Propaganda, Political communication, Discourse, Falsehood

Propaganda 1776: Secrets, Leaks, and Revolutionary Communications in Early America. By Russ Castronovo. (New York: Oxford University Press, 2014. Pp. 235. Cloth, $25.00.)

What would change if we viewed all political communication as propaganda? Would it release us from a normative liberal ideology, which assumes that political discourse should resemble a high-minded debating society, privilege rationality over affect, and trust that truth will prevail in [End Page 175] the marketplace of ideas? Could recognizing the ubiquity of propaganda overcome the commonplace that while our own fighting faiths appear to be grounded in political ideas, those of opponents appear part of a propagandistic effort to deceive, manipulate, and control? Could such a revaluation of propaganda allow new attention to the mechanics of how ideas are actually propagated and spread? This is the wager made by Russ Castronovo in his new book, Propaganda 1776.

In this ambitious and lively book, Castronovo revisits episodes in the American Revolution and developments in recent media history (like Wikileaks and the ‘‘meme’’) and propaganda theory (from Edward Bernays and Walter Lippmann to Noam Chomsky) so as to develop a more inclusive conception of propaganda. Rather than use propaganda as an epithet to puncture the disinterested aura often attributed to the founders of the republic, as had Charles Beard, Arthur Schlesinger Sr., and other Progressive Era historians, Castronovo defines the reach of propaganda more broadly. While it is still essentially instrumental means of inducing a particular response, propaganda is not by this account under the exclusive control of a few at the top (from the Catholic church of Gregor XV to Hitler’s Minister of Propaganda, Joseph Goebbels). Instead propaganda can spread its messages through wider, popular, distributed means consistent with democracy, like the town meetings of Massachusetts (18-20). Propaganda is still anti-rhetorical for the way it influences rather than persuades, favors emotion over intellection, and often features ‘‘the vilification of opponents’’ (22). But Castronovo’s study emphasizes that propaganda is a process of ‘‘propagation’’ that exceeds the content of a message with its ways and means: It is kinetic, mobile, and often quite chaotic. Its effects overwhelm intention.

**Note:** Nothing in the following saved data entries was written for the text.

impl Config {
    pub fn load(explicit_path: Option<&Path>, project_root: &Path) -> Result<Self> {
        let env = |key: &str| std::env::var(key).ok();
        Self::load_with_env(explicit_path, project_root, &env)
    }

    /// Same as [`Config::load`] with an injectable environment lookup.
    pub fn load_with_env(
        explicit_path: Option<&Path>,
        project_root: &Path,
        env: &dyn Fn(&str) -> Option<String>,
    ) -> Result<Self> {
        let mut config = Self::default();

        let explicit = explicit_path
            .map(PathBuf::from)
            .or_else(|| env("WO_CONFIG").map(PathBuf::from));

        if let Some(path) = explicit {
            if let Some(patch) = Self::load_patch(&path)? {
                config.merge_patch(patch);
            }
        } else {
            if let Some(global) = Self::load_global()? {
                config.merge_patch(global);
            }
            if let Some(project) = Self::load_project(project_root)? {
                config.merge_patch(project);
            }
        }

        config.apply_env_overrides(env)?;
        config.validate()?;

        Ok(config)
    }

    /// Parse a complete document, as the layered loader would for a single file.
    pub fn from_toml(raw: &str) -> Result<Self> {
        let mut config = Self::default();
        let patch: ConfigPatch = toml::from_str(raw)?;
        config.merge_patch(patch);
        config.validate()?;
        Ok(config)
    }

    fn load_global() -> Result<Option<ConfigPatch>> {
        let Some(dir) = dirs::config_dir() else {
            return Ok(None);
        };
        Self::load_patch(&dir.join("wo/config.toml"))
    }

    fn load_project(project_root: &Path) -> Result<Option<ConfigPatch>> {
        Self::load_patch(&project_root.join("wo.toml"))
    }

    fn load_patch(path: &Path) -> Result<Option<ConfigPatch>> {
        if !path.exists() {
            return Ok(None);
        }

        let raw = std::fs::read_to_string(path)
            .map_err(|err| WoError::Config(format!("read config {}: {err}", path.display())))?;
        let patch = toml::from_str(&raw)
            .map_err(|err| WoError::Config(format!("parse config {}: {err}", path.display())))?;
        Ok(Some(patch))
    }

    fn merge_patch(&mut self, patch: ConfigPatch) {
        if let Some(patch) = patch.azure {
            self.azure.merge(patch);
        }
        if let Some(patch) = patch.context {
            self.context.merge(patch);
        }
        if let Some(patch) = patch.resources {
            self.resources.merge(patch);
        }
        if let Some(patch) = patch.retry {
            self.retry.merge(patch);
        }
        if let Some(patch) = patch.polling {
            self.polling.merge(patch);
        }
        if let Some(patch) = patch.state {
            self.state.merge(patch);
        }
        if let Some(patch) = patch.configuration {
            self.configuration.merge(patch);
        }
        if let Some(patch) = patch.auth {
            self.auth.merge(patch);
        }
    }

    fn apply_env_overrides(&mut self, env: &dyn Fn(&str) -> Option<String>) -> Result<()> {
        if let Some(value) = env("AZURE_SUBSCRIPTION_ID").filter(|v| !v.trim().is_empty()) {
            self.azure.subscription_id = Some(value);
        }
        if let Some(value) = env("WO_SUBSCRIPTION_ID") {
            self.azure.subscription_id = Some(value);
        }
        if let Some(value) = env("WO_RESOURCE_GROUP") {
            self.azure.resource_group = value;
        }
        if let Some(value) = env("WO_LOCATION") {
            self.azure.location = value;
        }
        if let Some(value) = env("WO_ENDPOINT") {
            self.azure.endpoint = value;
        }
        if let Some(value) = env("WO_TOKEN_SCOPE") {
            self.azure.token_scope = value;
        }
        if let Some(value) = env("WO_API_VERSION") {
            self.azure.api_version = value;
        }
        if let Some(value) = env("WO_CUSTOM_LOCATION") {
            self.azure.custom_location = Some(value);
        }

        if let Some(value) = env("WO_CONTEXT_NAME") {
            self.context.name = value;
        }
        if let Some(value) = env("WO_CONTEXT_RESOURCE_GROUP") {
            self.context.resource_group = value;
        }
        if let Some(value) = env_duration(env, "WO_CONTEXT_PROPAGATION_WAIT")? {
            self.context.propagation_wait = value;
        }

        if let Some(value) = env("WO_TARGET_NAME") {
            self.resources.target_name = value;
        }
        if let Some(value) = env("WO_NAME_PREFIX") {
            self.resources.name_prefix = value;
        }

        if let Some(value) = env_duration(env, "WO_POLL_INTERVAL")? {
            self.polling.interval = value;
        }
        if let Some(value) = env_u32(env, "WO_POLL_MAX_POLLS")? {
            self.polling.max_polls = value;
        }

        if let Some(value) = env("WO_VERSION_FILE") {
            self.state.version_file = PathBuf::from(value);
        }
        if let Some(value) = env("WO_CAPABILITIES_FILE") {
            self.state.capabilities_file = PathBuf::from(value);
        }

        if let Some(values) = env_list(env, "WO_AUTH_SOURCES") {
            self.auth.sources = values;
        }
        if let Some(value) = env("AZURE_AUTHORITY_HOST").filter(|v| !v.trim().is_empty()) {
            self.auth.authority_host = value;
        }

        Ok(())
    }

    fn validate(&self) -> Result<()> {
        self.retry.context.policy()?;
        self.retry.solution_template.policy()?;
        self.retry.target.policy()?;
        self.retry.lifecycle.policy()?;
        if self.polling.max_polls == 0 {
            return Err(WoError::Config("polling.max_polls must be at least 1".to_string()));
        }
        for source in &self.auth.sources {
            crate::auth::CredentialSource::parse(source)?;
        }
        Ok(())
    }
}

To make his case for this expanded concept of propaganda, and to contest the idealistic pull of the ‘‘nationalist narrative’’ of the Revolution, Castronovo offers a fresh perspective on more or less familiar episodes in revolutionary communication. What comes into view is a not-so-pleasant underbelly of these communications. In 1773, Benjamin Franklin’s leaking of old letters of Massachusetts Governor Thomas Hutchinson helped to bring down the Hutchinson administration. (Castronovo compares this episode to the Wikileaks of Chelsea Manning and Julian Assange.) Mercy Otis Warren’s scurrilous attack upon Hutchinson in a closet drama titled The Adulateur, published in The Massachusetts Spy of March 26, 1773, features the Governor as ‘‘Rapatio.’’ Castronovo demonstrates, through database word searches, that over the next five years [End Page 176] there is a five-fold increase in the application of the words ‘‘rapacity’’ and ‘‘rapacious’’ to Royal officials in the colonial press (63). This is compellingly interpreted as a Revolutionary era ‘‘meme.’’ Less convincing for this reader is Castronovo’s effort to read the colonial resistance to the Tea Act not in local provincial terms, nor in terms of intra-imperial policy struggles, but in terms of a ‘‘view from below’’ (99) that opens, for the first time, a truly global perspective on the Revolution by framing the common predicament of East India and North America within the Empire, a perspective first developed most explicitly in the writings of Thomas Paine. But rather than seeing the tea resistance as the first glimmerings of the global perspective only actively assumed, in the wake of the Russian Revolution, by the Communist International, I would contextualize resistance to the tea by referring to the global imperial thinking evident in British writers in the wake of the Seven Years’ War such as Thomas Pownall Jr., Edmund Burke, and Benjamin Franklin.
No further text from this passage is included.